Advanced in vitro exposure systems.

Application of a multi‑layer systems toxicology framework for in vitro assessment of the biological effects of Classic Tobacco e‑liquid and its corresponding aerosol using an e‑cigarette device

7. Sep. 2019

https://doi.org/10.1007/s00204-019-02565-9


Anita R. Iskandar, Filippo Zanetti, Diego Marescotti, Bjorn Titz, Alain Sewer, Athanasios Kondylis, Patrice Leroy, Vincenzo Belcastro, Laura Ortega Torres, Stefano Acali, Shoaib Majeed, Sandro Steiner, Keyur Trivedi, Emmanuel Guedj, Celine Merg, Thomas Schneider, Stefan Frentzel, Florian Martin, Nikolai V. Ivanov, Manuel C. Peitsch, Julia Hoeng


Philip Morris International R&D, Philip Morris Products S.A., Quai Jeanrenaud 5, 2000 Neuchâtel, Switzerland

Previous experimental setups shows the effects of e-liquids on cell viability (first layer), followed by investigating the potential mechanisms of toxicity elicited by e-liquids (second layer) and finally assessing the impacts of aerosols (third layer). In this present work shows how the three-layer framework is leveraged to evaluate the potential toxicity and biological effects of the MESH Classic Tobacco and Base e-liquids/aerosols compared with those of 3R4F CS.

 

Abstract
We previously proposed a systems toxicology framework for in vitro assessment of e-liquids.
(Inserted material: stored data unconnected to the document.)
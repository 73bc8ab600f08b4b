//! fedistash-api - Mastodon REST client for the fedistash archiver.
//!
//! Covers exactly what the archiver needs: the credential check, the
//! paginated collection endpoints with Link-header continuation, the
//! destructive calls used by expiry, OAuth app registration and token
//! exchange, and a rate-limit-aware request path.

pub mod api;
pub mod auth;
pub mod client;
pub mod feed;
pub mod pacer;

pub use auth::AppCredentials;
pub use client::{ApiClient, Page};
pub use feed::{ApiFeed, FeedKind};
pub use pacer::Pacer;
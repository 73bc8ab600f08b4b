//! Mock-instance tests for the API client.
//!
//! These tests use wiremock to simulate a Mastodon server and exercise the
//! client's pagination, retry, and error-mapping behavior without network
//! access or real credentials.

use fedistash_api::{ApiClient, ApiFeed, FeedKind};
use fedistash_core::{AuthError, Error, FeedSource, RecordId};
use serde_json::json;
use wiremock::matchers::{header, method, path, query_param};
use wiremock::{Mock, MockServer, ResponseTemplate};

fn mock_client(server: &MockServer, token: Option<&str>) -> ApiClient {
    ApiClient::new(&server.uri(), token.map(String::from), false).unwrap()
}

// ============================================================================
// Pagination
// ============================================================================

#[tokio::test]
async fn fetch_all_follows_link_headers_to_exhaustion() {
    let server = MockServer::start().await;
    let next = format!("{}/api/v1/favourites?max_id=2", server.uri());

    Mock::given(method("GET"))
        .and(path("/api/v1/favourites"))
        .and(query_param("max_id", "2"))
        .respond_with(ResponseTemplate::new(200).set_body_json(json!([
            {"id": "2", "created_at": "2024-01-01T00:00:00Z"},
            {"id": "1", "created_at": "2024-01-01T00:00:00Z"},
        ])))
        .mount(&server)
        .await;

    Mock::given(method("GET"))
        .and(path("/api/v1/favourites"))
        .respond_with(
            ResponseTemplate::new(200)
                .insert_header("Link", format!("<{}>; rel=\"next\"", next).as_str())
                .set_body_json(json!([
                    {"id": "4", "created_at": "2024-01-02T00:00:00Z"},
                    {"id": "3", "created_at": "2024-01-02T00:00:00Z"},
                ])),
        )
        .mount(&server)
        .await;

    let client = mock_client(&server, Some("tok"));
    let items = client.fetch_all(&client.favourites_url()).await.unwrap();

    let ids: Vec<&str> = items
        .iter()
        .map(|item| item["id"].as_str().unwrap())
        .collect();
    assert_eq!(ids, ["4", "3", "2", "1"]);
}

#[tokio::test]
async fn feed_pages_match_the_server_pages() {
    let server = MockServer::start().await;
    let next = format!("{}/api/v1/bookmarks?max_id=1", server.uri());

    Mock::given(method("GET"))
        .and(path("/api/v1/bookmarks"))
        .and(query_param("max_id", "1"))
        .respond_with(ResponseTemplate::new(200).set_body_json(json!([])))
        .mount(&server)
        .await;

    Mock::given(method("GET"))
        .and(path("/api/v1/bookmarks"))
        .respond_with(
            ResponseTemplate::new(200)
                .insert_header("Link", format!("<{}>; rel=\"next\"", next).as_str())
                .set_body_json(json!([
                    {"id": "9", "created_at": "2024-03-01T00:00:00Z"},
                ])),
        )
        .mount(&server)
        .await;

    let client = mock_client(&server, Some("tok"));
    let mut feed = ApiFeed::new(&client, FeedKind::Records, client.bookmarks_url());

    let first = feed.next_page().await.unwrap().unwrap();
    assert_eq!(first.len(), 1);
    let second = feed.next_page().await.unwrap().unwrap();
    assert!(second.is_empty());
    assert!(feed.next_page().await.unwrap().is_none());
}

#[tokio::test]
async fn notification_feed_unwraps_statuses() {
    let server = MockServer::start().await;

    Mock::given(method("GET"))
        .and(path("/api/v1/notifications"))
        .respond_with(ResponseTemplate::new(200).set_body_json(json!([
            {
                "id": "n1",
                "type": "mention",
                "status": {"id": "55", "created_at": "2024-05-01T00:00:00Z"},
            },
            {"id": "n2", "type": "follow"},
        ])))
        .mount(&server)
        .await;

    let client = mock_client(&server, Some("tok"));
    let mut feed = ApiFeed::new(&client, FeedKind::Notifications, client.notifications_url());

    let page = feed.next_page().await.unwrap().unwrap();
    assert_eq!(page.len(), 2);
    assert!(page[0].is_mention());
    assert!(!page[1].is_mention());
}

// ============================================================================
// Rate limiting
// ============================================================================

#[tokio::test]
async fn rate_limit_retries_after_the_hinted_delay() {
    let server = MockServer::start().await;

    Mock::given(method("GET"))
        .and(path("/api/v1/favourites"))
        .respond_with(
            ResponseTemplate::new(429).insert_header("Retry-After", "0"),
        )
        .up_to_n_times(1)
        .mount(&server)
        .await;

    Mock::given(method("GET"))
        .and(path("/api/v1/favourites"))
        .respond_with(ResponseTemplate::new(200).set_body_json(json!([
            {"id": "1", "created_at": "2024-01-01T00:00:00Z"},
        ])))
        .mount(&server)
        .await;

    let client = mock_client(&server, Some("tok"));
    let page = client.get_page(&client.favourites_url()).await.unwrap();
    assert_eq!(page.items.len(), 1);
}

#[tokio::test]
async fn persistent_rate_limit_is_surfaced() {
    let server = MockServer::start().await;

    Mock::given(method("GET"))
        .and(path("/api/v1/favourites"))
        .respond_with(
            ResponseTemplate::new(429).insert_header("Retry-After", "0"),
        )
        .mount(&server)
        .await;

    let client = mock_client(&server, Some("tok"));
    let err = client.get_page(&client.favourites_url()).await.unwrap_err();
    assert!(matches!(err, Error::RateLimited { .. }));
}

// ============================================================================
// Error mapping
// ============================================================================

#[tokio::test]
async fn unauthorized_maps_to_invalid_token() {
    let server = MockServer::start().await;

    Mock::given(method("GET"))
        .and(path("/api/v1/accounts/verify_credentials"))
        .respond_with(ResponseTemplate::new(401).set_body_json(json!({
            "error": "The access token is invalid",
        })))
        .mount(&server)
        .await;

    let client = mock_client(&server, Some("stale"));
    let err = client.verify_credentials().await.unwrap_err();
    assert!(matches!(err, Error::Auth(AuthError::InvalidToken)));
}

#[tokio::test]
async fn revoked_scope_maps_to_revoked_authorization() {
    let server = MockServer::start().await;

    Mock::given(method("DELETE"))
        .and(path("/api/v1/statuses/42"))
        .respond_with(ResponseTemplate::new(403).set_body_json(json!({
            "error": "This action is outside the authorized scopes",
        })))
        .mount(&server)
        .await;

    let client = mock_client(&server, Some("read-only"));
    let err = client
        .delete_status(&RecordId::from("42"))
        .await
        .unwrap_err();
    assert!(matches!(err, Error::Auth(AuthError::Revoked { .. })));
}

#[tokio::test]
async fn other_failures_carry_status_and_message() {
    let server = MockServer::start().await;

    Mock::given(method("GET"))
        .and(path("/api/v1/favourites"))
        .respond_with(ResponseTemplate::new(500).set_body_json(json!({
            "error": "Internal server error",
        })))
        .mount(&server)
        .await;

    let client = mock_client(&server, Some("tok"));
    let err = client.get_page(&client.favourites_url()).await.unwrap_err();
    let text = err.to_string();
    assert!(text.contains("500"), "unexpected error: {}", text);
}

// ============================================================================
// Destructive calls
// ============================================================================

#[tokio::test]
async fn delete_status_sends_the_bearer_token() {
    let server = MockServer::start().await;

    Mock::given(method("DELETE"))
        .and(path("/api/v1/statuses/7"))
        .and(header("authorization", "Bearer tok"))
        .respond_with(ResponseTemplate::new(200).set_body_json(json!({"id": "7"})))
        .expect(1)
        .mount(&server)
        .await;

    let client = mock_client(&server, Some("tok"));
    client.delete_status(&RecordId::from("7")).await.unwrap();
}

#[tokio::test]
async fn dismiss_notification_posts_to_the_dismiss_endpoint() {
    let server = MockServer::start().await;

    Mock::given(method("POST"))
        .and(path("/api/v1/notifications/n9/dismiss"))
        .respond_with(ResponseTemplate::new(200).set_body_json(json!({})))
        .expect(1)
        .mount(&server)
        .await;

    let client = mock_client(&server, Some("tok"));
    client
        .dismiss_notification(&RecordId::from("n9"))
        .await
        .unwrap();
}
The framework starts with the first layer aimed at screening the potential toxicity of e-liquids, followed by the second layer aimed at investigating the toxicity-related mechanism of e-liquids, and finally, the third layer aimed at evaluating the toxicity-related mechanism of the corresponding aerosols. In this work, we applied this framework to assess the impact of the e-liquid MESH Classic Tobacco and its aerosol compared with that of cigarette smoke (CS) from the 3R4F reference cigarette. In the first layer, we evaluated the cytotoxicity profile of the MESH Classic Tobacco e-liquid (containing humectants, nicotine, and flavors) and its Base e-liquid (containing humectant and nicotine only) in comparison with total particulate matter (TPM) of 3R4F CS using primary bronchial epithelial cell cultures. In the second layer, the same culture model was used to explore changes in specific markers using high-content screening assays to identify potential toxicity-related mechanisms induced by the MESH Classic Tobacco and Base e-liquids beyond cell viability in comparison with the 3R4F CS TPM-induced effects. Finally, in the third layer, we compared the impact of exposure to the MESH Classic Tobacco or Base aerosols with 3R4F CS using human organotypic air–liquid interface buccal and small airway epithelial cultures. The results showed that the cytotoxicity of the MESH Classic Tobacco liquid was similar to the Base liquid but lower than 3R4F CS TPM at comparable nicotine concentrations. Relative to 3R4F CS exposure, MESH Classic Tobacco aerosol exposure did not cause tissue damage and elicited lower changes in the mRNA, microRNA, and protein markers. In the context of tobacco harm reduction strategy, the framework is suitable to assess the potential-reduced impact of electronic cigarette aerosol relative to CS.